Costuming, of course, is crucial to a successful performance – and the trinity is always ahead of the curve, not part of the herd: “We were thin and tall before anyone else was thin and tall... We had good sunglasses, not those big, ugly Gulf-return ones. We wore ghagras at weddings before anyone else did. We draped dupattas over our elbows casually, even though our arms ached by the end of the day.” Sometimes their clothes stage liberatory forms of public disguise. On a trip to Thiruvananthapuram, they walk around “pretending to be NRI Malayalis who did not understand Malayalam”, their tight jeans and sunglasses a license to do things that local girls might attract censure for, like inspecting the city's famously naked giant mermaid statue. At other times, they design costumes for an actual stage – on the same Thiruvananthapuram trip, their combining of sleeveless sari blouses and salwars with tightly draped dupattas electrifies and scandalises the Malayali youth fest audience. (“Malayalis have this thing about 'sleeveless'. Sleeveless means bad girl. Usha Uthup-voice bad girl. Never mind that stomach and back and breasts are showing when you wear a regular sari blouse.”)

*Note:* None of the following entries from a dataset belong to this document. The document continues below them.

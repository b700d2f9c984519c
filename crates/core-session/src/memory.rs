//! In-memory `TextSurface` used by the demo binary and tests.
//!
//! The `user_*` methods model what an editing widget does on its own (typing,
//! backspace, caret moves) and return the before/after pair the widget would
//! report through `MentionSession::notify_changed`.

use anyhow::Result;
use core_text::{Buffer, EditingContent, Utf16Range, utf16_len};
use tracing::trace;

use crate::{SurfaceEdit, TextSurface};

/// Before/after states of one widget-originated change.
#[derive(Debug, Clone, PartialEq, Eq)]
pub struct SurfaceChange {
    pub old: EditingContent,
    pub new: EditingContent,
}

#[derive(Debug, Clone, Default)]
pub struct MemorySurface {
    buffer: Buffer,
    selection: Utf16Range,
    applied: Vec<SurfaceEdit>,
}

impl MemorySurface {
    pub fn new(content: &EditingContent) -> Self {
        Self {
            buffer: Buffer::from_str(&content.text),
            selection: content.selection,
            applied: Vec::new(),
        }
    }

    pub fn text(&self) -> String {
        self.buffer.text()
    }

    pub fn selection(&self) -> Utf16Range {
        self.selection
    }

    pub fn content(&self) -> EditingContent {
        EditingContent::new(self.text(), self.selection)
    }

    /// Edits the core instructed, oldest first.
    pub fn applied_edits(&self) -> &[SurfaceEdit] {
        &self.applied
    }

    fn change(&mut self, range: Utf16Range, text: &str, selection: Utf16Range) -> Result<SurfaceChange> {
        let old = self.content();
        self.buffer.replace(range, text)?;
        self.selection = selection;
        Ok(SurfaceChange {
            old,
            new: self.content(),
        })
    }

    /// Typing or pasting: replace the selection, caret after the new text.
    pub fn user_insert(&mut self, text: &str) -> Result<SurfaceChange> {
        let range = self.selection;
        let caret = Utf16Range::caret(range.location + utf16_len(text));
        self.change(range, text, caret)
    }

    /// Delete the selection, or the grapheme cluster before the caret.
    pub fn user_backspace(&mut self) -> Result<SurfaceChange> {
        let range = if self.selection.is_empty() {
            let caret = self.selection.location;
            Utf16Range::from_bounds(self.buffer.prev_grapheme_boundary(caret)?, caret)
        } else {
            self.selection
        };
        self.change(range, "", Utf16Range::caret(range.location))
    }

    /// Move the caret or selection without touching the text.
    pub fn user_select(&mut self, selection: Utf16Range) -> Result<SurfaceChange> {
        let len = self.buffer.len_utf16();
        if !selection.is_within(len) {
            anyhow::bail!("selection {selection} outside buffer of length {len}");
        }
        let old = self.content();
        self.selection = selection;
        Ok(SurfaceChange {
            old,
            new: self.content(),
        })
    }

    /// Replace an arbitrary range (drop, programmatic replace), caret after it.
    pub fn user_replace(&mut self, range: Utf16Range, text: &str) -> Result<SurfaceChange> {
        let caret = Utf16Range::caret(range.location + utf16_len(text));
        self.change(range, text, caret)
    }

    /// Insert at `at` without the user's involvement (autocorrect, a remote
    /// change); the selection moves with the text around it.
    pub fn external_insert(&mut self, at: usize, text: &str) -> Result<SurfaceChange> {
        let range = Utf16Range::caret(at);
        let selection = self.selection.moved_by_replacing(range, utf16_len(text));
        self.change(range, text, selection)
    }
}

impl TextSurface for MemorySurface {
    fn apply_edit(&mut self, edit: &SurfaceEdit) -> Result<()> {
        let len = self.buffer.len_utf16();
        let new_len = len - edit.range.length.min(len) + utf16_len(&edit.replacement);
        if !edit.selection.is_within(new_len) {
            anyhow::bail!("selection {} outside resulting buffer of length {new_len}", edit.selection);
        }
        self.buffer.replace(edit.range, &edit.replacement)?;
        self.selection = edit.selection;
        trace!(target: "mention.surface", range = %edit.range, selection = %edit.selection, "apply_edit");
        self.applied.push(edit.clone());
        Ok(())
    }
}
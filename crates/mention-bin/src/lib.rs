//! Scripted console front end for the mention core.
//!
//! `Demo` plays the part of an editing widget: each script command is applied
//! to a `MemorySurface` the way a user would, then reported to the session.

use std::io::Write;

use anyhow::{Context, Result};
use core_config::Config;
use core_mention::{MentionSpan, StyleRun};
use core_session::memory::{MemorySurface, SurfaceChange};
use core_session::{MentionSession, Presenter};
use core_text::{EditingContent, byte_range};
use tracing::{debug, info};

pub mod script;

use script::Command;

/// Collects what the session wants shown; the demo prints it after each
/// command.
#[derive(Debug, Default)]
pub struct ConsolePresenter {
    candidates: Option<Vec<String>>,
    runs: Vec<StyleRun>,
}

impl ConsolePresenter {
    pub fn candidates(&self) -> Option<&[String]> {
        self.candidates.as_deref()
    }

    pub fn runs(&self) -> &[StyleRun] {
        &self.runs
    }
}

impl Presenter for ConsolePresenter {
    fn show_suggestions(&mut self, candidates: &[String]) {
        self.candidates = Some(candidates.to_vec());
    }

    fn hide_suggestions(&mut self) {
        self.candidates = None;
    }

    fn style_spans(&mut self, runs: &[StyleRun]) {
        self.runs = runs.to_vec();
    }
}

pub struct Demo {
    session: MentionSession<ConsolePresenter>,
    surface: MemorySurface,
}

impl Demo {
    pub fn new(cfg: &Config) -> Result<Self> {
        let mut session = MentionSession::from_config(cfg, ConsolePresenter::default())?;
        let surface = MemorySurface::default();
        session.attach(surface.content());
        Ok(Self { session, surface })
    }

    pub fn session(&self) -> &MentionSession<ConsolePresenter> {
        &self.session
    }

    pub fn surface(&self) -> &MemorySurface {
        &self.surface
    }

    /// Run one command; anything worth showing is written to `out`.
    pub fn execute(&mut self, cmd: &Command, out: &mut dyn Write) -> Result<()> {
        debug!(target: "demo", ?cmd, "execute");
        match cmd {
            Command::Type(text) => {
                let change = self.surface.user_insert(text)?;
                self.notify(change)?;
            }
            Command::Backspace(n) => {
                for _ in 0..*n {
                    let change = self.surface.user_backspace()?;
                    self.notify(change)?;
                }
            }
            Command::Select(range) => {
                let change = self.surface.user_select(*range)?;
                self.notify(change)?;
            }
            Command::Replace { range, text } => {
                let change = self.surface.user_replace(*range, text)?;
                self.notify(change)?;
            }
            Command::Pick(index) => {
                let candidate = self
                    .session
                    .presenter()
                    .candidates()
                    .and_then(|c| c.get(*index))
                    .cloned()
                    .with_context(|| format!("no suggestion #{index} on screen"))?;
                self.accept(&candidate, out)?;
            }
            Command::Accept(name) => self.accept(name, out)?,
            Command::Reset(text) => {
                self.session
                    .reset(&mut self.surface, EditingContent::with_caret_at_end(text.as_str()))?;
            }
            Command::Print => writeln!(out, "{}", self.render()?)?,
        }
        if let Some(candidates) = self.session.presenter().candidates() {
            writeln!(out, "suggestions: {}", candidates.join(", "))?;
        }
        Ok(())
    }

    fn notify(&mut self, change: SurfaceChange) -> Result<()> {
        self.session
            .notify_changed(&mut self.surface, &change.old, &change.new)?;
        Ok(())
    }

    fn accept(&mut self, candidate: &str, out: &mut dyn Write) -> Result<()> {
        match self.session.suggestion_accepted(&mut self.surface, candidate)? {
            Some(result) => info!(target: "demo", span = %result.span.range, "mention_added"),
            None => writeln!(out, "no active trigger")?,
        }
        Ok(())
    }

    /// Buffer text with each mention wrapped in brackets and the caret or
    /// selection marked with `|`.
    pub fn render(&self) -> Result<String> {
        let content = self.surface.content();
        render_marked(&content, self.session.registry().spans())
    }
}

fn render_marked(content: &EditingContent, spans: &[MentionSpan]) -> Result<String> {
    let mut marks: Vec<(usize, &str)> = Vec::with_capacity(spans.len() * 2 + 2);
    for span in spans {
        let bytes = byte_range(&content.text, span.range)?;
        marks.push((bytes.start, "["));
        marks.push((bytes.end, "]"));
    }
    let sel = byte_range(&content.text, content.selection)?;
    marks.push((sel.start, "|"));
    if !sel.is_empty() {
        marks.push((sel.end, "|"));
    }
    // Closing brackets before carets before opening brackets at one offset.
    let rank = |m: &str| match m {
        "]" => 0,
        "|" => 1,
        _ => 2,
    };
    marks.sort_by_key(|&(at, m)| (at, rank(m)));

    let mut out = String::with_capacity(content.text.len() + marks.len());
    let mut last = 0;
    for (at, mark) in marks {
        out.push_str(&content.text[last..at]);
        out.push_str(mark);
        last = at;
    }
    out.push_str(&content.text[last..]);
    Ok(out)
}

#[cfg(test)]
mod tests {
    use super::*;
    use core_text::Utf16Range;
    use pretty_assertions::assert_eq;

    fn demo() -> Demo {
        Demo::new(&Config::default()).unwrap()
    }

    fn run(demo: &mut Demo, line: &str) -> String {
        let mut out = Vec::new();
        if let Some(cmd) = script::parse_line(line).unwrap() {
            demo.execute(&cmd, &mut out).unwrap();
        }
        String::from_utf8(out).unwrap()
    }

    #[test]
    fn render_marks_mentions_and_caret() {
        let content = EditingContent::new("hello alice ", Utf16Range::caret(12));
        let span = MentionSpan::new("alice", 6, None, Default::default());
        assert_eq!(render_marked(&content, &[span]).unwrap(), "hello [alice] |");
    }

    #[test]
    fn render_orders_marks_at_same_offset() {
        let content = EditingContent::new("alice", Utf16Range::new(0, 5));
        let span = MentionSpan::new("alice", 0, None, Default::default());
        assert_eq!(render_marked(&content, &[span]).unwrap(), "|[alice]|");
    }

    #[test]
    fn typing_trigger_lists_default_candidates() {
        let mut d = demo();
        let out = run(&mut d, "type hi @c");
        assert_eq!(out, "suggestions: cat\n");
    }

    #[test]
    fn pick_accepts_shown_candidate() {
        let mut d = demo();
        run(&mut d, "type hi @m");
        run(&mut d, "pick 0");
        assert_eq!(run(&mut d, "print"), "hi [meow] |\n");
        // Base run plus the mention.
        assert_eq!(d.session().presenter().runs().len(), 2);
    }

    #[test]
    fn pick_without_list_is_an_error() {
        let mut d = demo();
        let cmd = script::parse_line("pick 0").unwrap().unwrap();
        assert!(d.execute(&cmd, &mut Vec::<u8>::new()).is_err());
    }

    #[test]
    fn accept_without_trigger_reports_it() {
        let mut d = demo();
        run(&mut d, "type plain");
        assert_eq!(run(&mut d, "accept cat"), "no active trigger\n");
    }
}
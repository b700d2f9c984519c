//! Line-oriented command language driving the demo surface.
//!
//! ```text
//! type hello @al      # insert at the caret (replaces the selection)
//! backspace 2
//! select 6 5          # start, optional length
//! replace 0 0 !       # start, length, text
//! pick 0              # accept the n-th suggestion shown
//! accept alice        # accept an arbitrary candidate
//! reset some text
//! print
//! ```
//!
//! Text arguments run to the end of the line; `\s`, `\n`, `\t` and `\\`
//! escapes allow whitespace at the edges and line breaks. `\u{...}` inserts
//! any scalar value.

use anyhow::{Context, Result, anyhow, bail};
use core_text::Utf16Range;

#[derive(Debug, Clone, PartialEq, Eq)]
pub enum Command {
    Type(String),
    Backspace(usize),
    Select(Utf16Range),
    Replace { range: Utf16Range, text: String },
    Pick(usize),
    Accept(String),
    Reset(String),
    Print,
}

/// Parse one script line. Blank lines and `#` comments yield `None`.
pub fn parse_line(line: &str) -> Result<Option<Command>> {
    let line = line.trim_start();
    if line.is_empty() || line.starts_with('#') {
        return Ok(None);
    }
    let (verb, rest) = match line.split_once(' ') {
        Some((verb, rest)) => (verb, rest),
        None => (line.trim_end(), ""),
    };
    let cmd = match verb {
        "type" => Command::Type(unescape(rest)?),
        "backspace" => Command::Backspace(match rest.trim() {
            "" => 1,
            n => parse_num(n)?,
        }),
        "select" => {
            let mut args = rest.split_whitespace();
            let start = parse_num(args.next().context("select needs a start offset")?)?;
            let len = args.next().map(parse_num).transpose()?.unwrap_or(0);
            Command::Select(range(start, len)?)
        }
        "replace" => {
            let mut args = rest.splitn(3, ' ');
            let start = parse_num(args.next().unwrap_or_default())?;
            let len = parse_num(args.next().context("replace needs a length")?)?;
            let text = unescape(args.next().unwrap_or_default())?;
            Command::Replace {
                range: range(start, len)?,
                text,
            }
        }
        "pick" => Command::Pick(parse_num(rest.trim())?),
        "accept" => {
            let name = unescape(rest.trim())?;
            if name.is_empty() {
                bail!("accept needs a candidate");
            }
            Command::Accept(name)
        }
        "reset" => Command::Reset(unescape(rest)?),
        "print" => Command::Print,
        other => bail!("unknown command `{other}`"),
    };
    Ok(Some(cmd))
}

fn parse_num(s: &str) -> Result<usize> {
    s.trim()
        .parse()
        .with_context(|| format!("expected a number, got `{s}`"))
}

/// `start` and `len` as a range; rejects an end past `usize::MAX`.
fn range(start: usize, len: usize) -> Result<Utf16Range> {
    if start.checked_add(len).is_none() {
        bail!("range {start}+{len} overflows");
    }
    Ok(Utf16Range::new(start, len))
}

fn unescape(s: &str) -> Result<String> {
    let mut out = String::with_capacity(s.len());
    let mut chars = s.chars();
    while let Some(c) = chars.next() {
        if c != '\\' {
            out.push(c);
            continue;
        }
        match chars.next() {
            Some('s') => out.push(' '),
            Some('n') => out.push('\n'),
            Some('t') => out.push('\t'),
            Some('\\') => out.push('\\'),
            Some('u') => {
                let rest = chars.as_str();
                let body = rest
                    .strip_prefix('{')
                    .and_then(|r| r.split_once('}'))
                    .map(|(hex, _)| hex)
                    .ok_or_else(|| anyhow!("malformed \\u escape"))?;
                let value = u32::from_str_radix(body, 16)
                    .ok()
                    .and_then(char::from_u32)
                    .ok_or_else(|| anyhow!("invalid scalar value `{body}`"))?;
                out.push(value);
                // Skip "{" + hex + "}".
                for _ in 0..body.len() + 2 {
                    chars.next();
                }
            }
            Some(other) => bail!("unknown escape `\\{other}`"),
            None => bail!("dangling backslash"),
        }
    }
    Ok(out)
}

#[cfg(test)]
mod tests {
    use super::*;
    use pretty_assertions::assert_eq;

    #[test]
    fn comments_and_blank_lines_are_skipped() {
        assert_eq!(parse_line("").unwrap(), None);
        assert_eq!(parse_line("   # note").unwrap(), None);
    }

    #[test]
    fn type_keeps_inner_spaces_and_unescapes() {
        assert_eq!(
            parse_line("type hello @al").unwrap(),
            Some(Command::Type("hello @al".into()))
        );
        assert_eq!(
            parse_line(r"type \sx\u{202E}y").unwrap(),
            Some(Command::Type(" x\u{202E}y".into()))
        );
    }

    #[test]
    fn numeric_arguments() {
        assert_eq!(parse_line("backspace").unwrap(), Some(Command::Backspace(1)));
        assert_eq!(parse_line("backspace 3").unwrap(), Some(Command::Backspace(3)));
        assert_eq!(
            parse_line("select 6 5").unwrap(),
            Some(Command::Select(Utf16Range::new(6, 5)))
        );
        assert_eq!(
            parse_line("select 4").unwrap(),
            Some(Command::Select(Utf16Range::caret(4)))
        );
        assert_eq!(
            parse_line("replace 0 0 ! ").unwrap(),
            Some(Command::Replace {
                range: Utf16Range::caret(0),
                text: "! ".into()
            })
        );
    }

    #[test]
    fn malformed_lines_are_errors() {
        assert!(parse_line("jump 3").is_err());
        assert!(parse_line("select").is_err());
        assert!(parse_line("pick x").is_err());
        assert!(parse_line("accept").is_err());
        assert!(parse_line(r"type \q").is_err());
        assert!(parse_line(r"type \u{110000}").is_err());
    }

    #[test]
    fn ranges_ending_past_usize_max_are_errors() {
        let max = usize::MAX;
        assert!(parse_line(&format!("select {max} 1")).is_err());
        assert!(parse_line(&format!("replace 1 {max} x")).is_err());
        assert_eq!(
            parse_line(&format!("select {max}")).unwrap(),
            Some(Command::Select(Utf16Range::caret(max)))
        );
    }
}
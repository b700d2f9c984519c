use core_text::{Utf16Range, utf16_len};

use crate::style::{StyleAttributes, StyleKey, StyleValue};

/// A tracked mention: the substituted text and where it currently sits.
#[derive(Debug, Clone, PartialEq, Eq)]
pub struct MentionSpan {
    pub display_text: String,
    pub range: Utf16Range,
    pub target_url: Option<String>,
    pub style: StyleAttributes,
}

impl MentionSpan {
    /// Span covering `display_text` starting at `location`. A target URL is
    /// mirrored into the style as a `Link` attribute.
    pub fn new(
        display_text: impl Into<String>,
        location: usize,
        target_url: Option<String>,
        mut style: StyleAttributes,
    ) -> Self {
        let display_text = display_text.into();
        let range = Utf16Range::new(location, utf16_len(&display_text));
        if let Some(url) = &target_url {
            style.insert(StyleKey::Link, StyleValue::Url(url.clone()));
        }
        Self {
            display_text,
            range,
            target_url,
            style,
        }
    }

    pub(crate) fn shifted(mut self, delta: isize) -> Self {
        self.range.location = self.range.location.saturating_add_signed(delta);
        self
    }
}

#[cfg(test)]
mod tests {
    use super::*;

    #[test]
    fn range_length_is_utf16() {
        let span = MentionSpan::new("かわいい🐱", 3, None, StyleAttributes::new());
        assert_eq!(span.range, Utf16Range::new(3, 6));
    }

    #[test]
    fn url_becomes_link_attribute() {
        let span = MentionSpan::new(
            "alice",
            0,
            Some("https://example.com/alice".into()),
            StyleAttributes::new(),
        );
        assert_eq!(
            span.style.get(&StyleKey::Link),
            Some(&StyleValue::Url("https://example.com/alice".into()))
        );
    }
}
//! mention-demo entrypoint.
use std::io::{BufRead, BufReader, Write};
use std::path::{Path, PathBuf};
use std::sync::Once;

use anyhow::{Context, Result};
use clap::Parser;
use core_config::load_from;
use mention_demo::Demo;
use mention_demo::script::parse_line;
use tracing::{error, info, warn};
use tracing_appender::non_blocking::WorkerGuard;

const LOG_FILE: &str = "mention-demo.log";

/// CLI arguments.
#[derive(Parser, Debug)]
#[command(name = "mention-demo", version, about = "Drive the mention core from a script")]
struct Args {
    /// Script to run. Commands are read from stdin when omitted.
    pub script: Option<PathBuf>,
    /// Optional configuration file path (overrides discovery of `mentions.toml`).
    #[arg(long = "config")]
    pub config: Option<PathBuf>,
    /// Stop at the first failing command instead of reporting and continuing.
    #[arg(long)]
    pub strict: bool,
}

fn configure_logging() -> Option<WorkerGuard> {
    let log_dir = Path::new(".");
    let log_path = log_dir.join(LOG_FILE);
    if log_path.exists() {
        let _ = std::fs::remove_file(&log_path);
    }
    let file_appender = tracing_appender::rolling::never(log_dir, LOG_FILE);
    let (nb_writer, guard) = tracing_appender::non_blocking(file_appender);
    tracing_subscriber::fmt()
        .with_env_filter(tracing_subscriber::EnvFilter::from_default_env())
        .with_writer(nb_writer)
        .try_init()
        .ok()
        .map(|_| guard)
}

fn install_panic_hook() {
    static HOOK: Once = Once::new();
    HOOK.call_once(|| {
        let default_panic = std::panic::take_hook();
        std::panic::set_hook(Box::new(move |info| {
            tracing::error!(target: "runtime.panic", ?info, "panic");
            default_panic(info);
        }));
    });
}

fn main() -> Result<()> {
    let _log_guard = configure_logging();
    install_panic_hook();

    let args = Args::parse();
    let config = load_from(args.config.clone())?;
    let script_str = args.script.as_ref().map(|p| p.display().to_string());
    info!(
        target: "runtime.startup",
        script = script_str.as_deref(),
        config_override = args.config.is_some(),
        "startup"
    );

    let reader: Box<dyn BufRead> = match &args.script {
        Some(path) => Box::new(BufReader::new(
            std::fs::File::open(path).with_context(|| format!("opening {}", path.display()))?,
        )),
        None => Box::new(std::io::stdin().lock()),
    };

    let mut demo = Demo::new(&config)?;
    let stdout = std::io::stdout();
    let mut out = stdout.lock();
    for (n, line) in reader.lines().enumerate() {
        let line = line?;
        let outcome = parse_line(&line).and_then(|cmd| match cmd {
            Some(cmd) => demo.execute(&cmd, &mut out),
            None => Ok(()),
        });
        if let Err(err) = outcome {
            let lineno = n + 1;
            if args.strict {
                error!(target: "runtime", lineno, error = %err, "command_failed");
                return Err(err.context(format!("line {lineno}")));
            }
            warn!(target: "runtime", lineno, error = %err, "command_failed");
            writeln!(out, "error (line {lineno}): {err:#}")?;
        }
    }
    info!(target: "runtime", mentions = demo.session().registry().spans().len(), "shutdown");
    Ok(())
}
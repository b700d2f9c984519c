//! Presentation attributes attached to mention spans.
//!
//! The registry only carries these; renderers read them once per redraw via
//! `MentionRegistry::style_runs` and never hand them back.

use core_text::Utf16Range;
use std::collections::BTreeMap;

#[derive(Debug, Clone, Copy, PartialEq, Eq, Hash, PartialOrd, Ord)]
pub enum StyleKey {
    /// Render as a link to the value's URL.
    Link,
    ForegroundColor,
    Underline,
}

#[derive(Debug, Clone, PartialEq, Eq)]
pub enum StyleValue {
    Url(String),
    Color(Rgb),
    Flag(bool),
}

#[derive(Debug, Clone, Copy, PartialEq, Eq, Hash)]
pub struct Rgb {
    pub r: u8,
    pub g: u8,
    pub b: u8,
}

impl Rgb {
    pub const BLACK: Rgb = Rgb::new(0, 0, 0);
    pub const BLUE: Rgb = Rgb::new(0, 0, 0xff);

    pub const fn new(r: u8, g: u8, b: u8) -> Self {
        Self { r, g, b }
    }

    /// Parse `#rrggbb`.
    pub fn from_hex(s: &str) -> Option<Self> {
        core_config::parse_hex_color(s).map(|(r, g, b)| Rgb::new(r, g, b))
    }
}

pub type StyleAttributes = BTreeMap<StyleKey, StyleValue>;

/// One decorated range handed to the presentation layer.
#[derive(Debug, Clone, PartialEq, Eq)]
pub struct StyleRun {
    pub range: Utf16Range,
    pub attributes: StyleAttributes,
}
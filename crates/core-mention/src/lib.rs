//! Mention tracking for one editable text buffer.
//!
//! A mention (tagged user) is a run of buffer text created by accepting a
//! suggestion. `MentionRegistry` owns the ordered spans and the last observed
//! buffer state, and keeps span ranges correct as the surrounding text is
//! edited.
//!
//! Invariants (must hold after every public call):
//! * spans are sorted ascending by `range.location`;
//! * no two span ranges intersect;
//! * every range lies within `[0, buffer_len]`;
//! * an edit that deletes any character of a span removes that span, unless it
//!   replaces exactly the span's range with the span's own text.
//!
//! The registry is plain owned data driven through `&mut self`: one edit is in
//! flight at a time and edits must arrive in buffer order, since each one is a
//! delta against the retained snapshot.

use core_text::{TextError, Utf16Range};
use thiserror::Error;

mod options;
mod registry;
mod span;
pub mod style;

pub use options::MentionOptions;
pub use registry::{EditKind, EditOutcome, MentionRegistry, SubstitutionResult};
pub use span::MentionSpan;
pub use style::{Rgb, StyleAttributes, StyleKey, StyleRun, StyleValue};

#[derive(Debug, Clone, PartialEq, Eq, Error)]
pub enum MentionError {
    #[error("invalid range: {0}")]
    InvalidRange(#[from] TextError),
    #[error("new text is not the previous text with the edit applied")]
    InconsistentEdit,
    #[error("previous text does not match the retained snapshot (edit applied out of order)")]
    StaleSnapshot,
    #[error("suggestion text is empty")]
    EmptySuggestion,
    #[error("spans {first} and {second} overlap or are out of order")]
    OverlapInvariantViolation { first: Utf16Range, second: Utf16Range },
}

'The Trinity' is part of The Women Who Forgot to Invent Facebook and Other Stories
(Westland, 2020), Susan's debut collection. The book's unifying
thematic premise is India's digital landscape: it couldn't be more
contemporary. But reading it made me think of a story from 132 years
ago: Rudyard Kipling's 'A Second-Rate Woman', first published in 1888,
and reissued most recently in a selection of Kipling stories named for a
recurring character, Lessons for Mrs. Hauksbee (Speaking Tiger,
2017). Mrs. Hauksbee is the toast of colonial Simla (or Shimla), her
very name a suggestive nod to her eagle eye and her queen-bee-like
talent for gathering the young and bright around her.
That bitchily competitive fashion-first
vibe, the ruthless gaze the cool girls turn upon uncool ones, has
apparently been around forever – and isn't going anywhere. Mrs. D's
bonnet is terrible, her Terai sunhat has elastic under her chin, and “if
she ever darkened these doors, I should put on this robe... to show her
what a morning wrapper ought to be,” says Mrs. H to her friend Mrs.
Mallowe. Whether the stage is the stiflingly small British circuit of
1880s Simla – the Mall, Library, horse rides to Jakko (Jhakhoo), dances
at the Viceregal Lodge – or the equally tiny Indian college fest scene
circa 2000, it seems that clothes remain our top signifiers of selfhood.
When Mrs. M ventures timidly, “Do you suppose that the Delville woman
has humour?”, Mrs. H scoffs at the possibility: “Her dress betrays her.
How can a Thing who wears her supplément under her left arm have
any notion of the fitness of things – much less their folly?” I thought
of the goddesses with dupattas over their aching arms.
A vintage image of Lower Bazaar, Simla (Shimla). |
When
persona is crafted from clothes, getting them wrong makes one non
grata. In both stories, though, it is the sharp dressers that get it
wrong. The Dowd turns out far stauncher than Mrs. Hauksbee imagines,
telling men off and saving babies, provoking Mrs. H to declare, “I love
that woman in-spite of her clothes.” Meanwhile the goddesses conducting
feisty sex lives on the internet – without getting caught on camera like
their silly college-mates – abruptly become arranged-marriage wives.
Perhaps clothes can only tell you so much.
And yet sometimes they catch up with our inner selves, when we are not looking. We used to call girls with white lace hankies Kerchief Kumaris, says Nayantara at the start of 'The Trinity'. When, she wonders, did she start carrying one?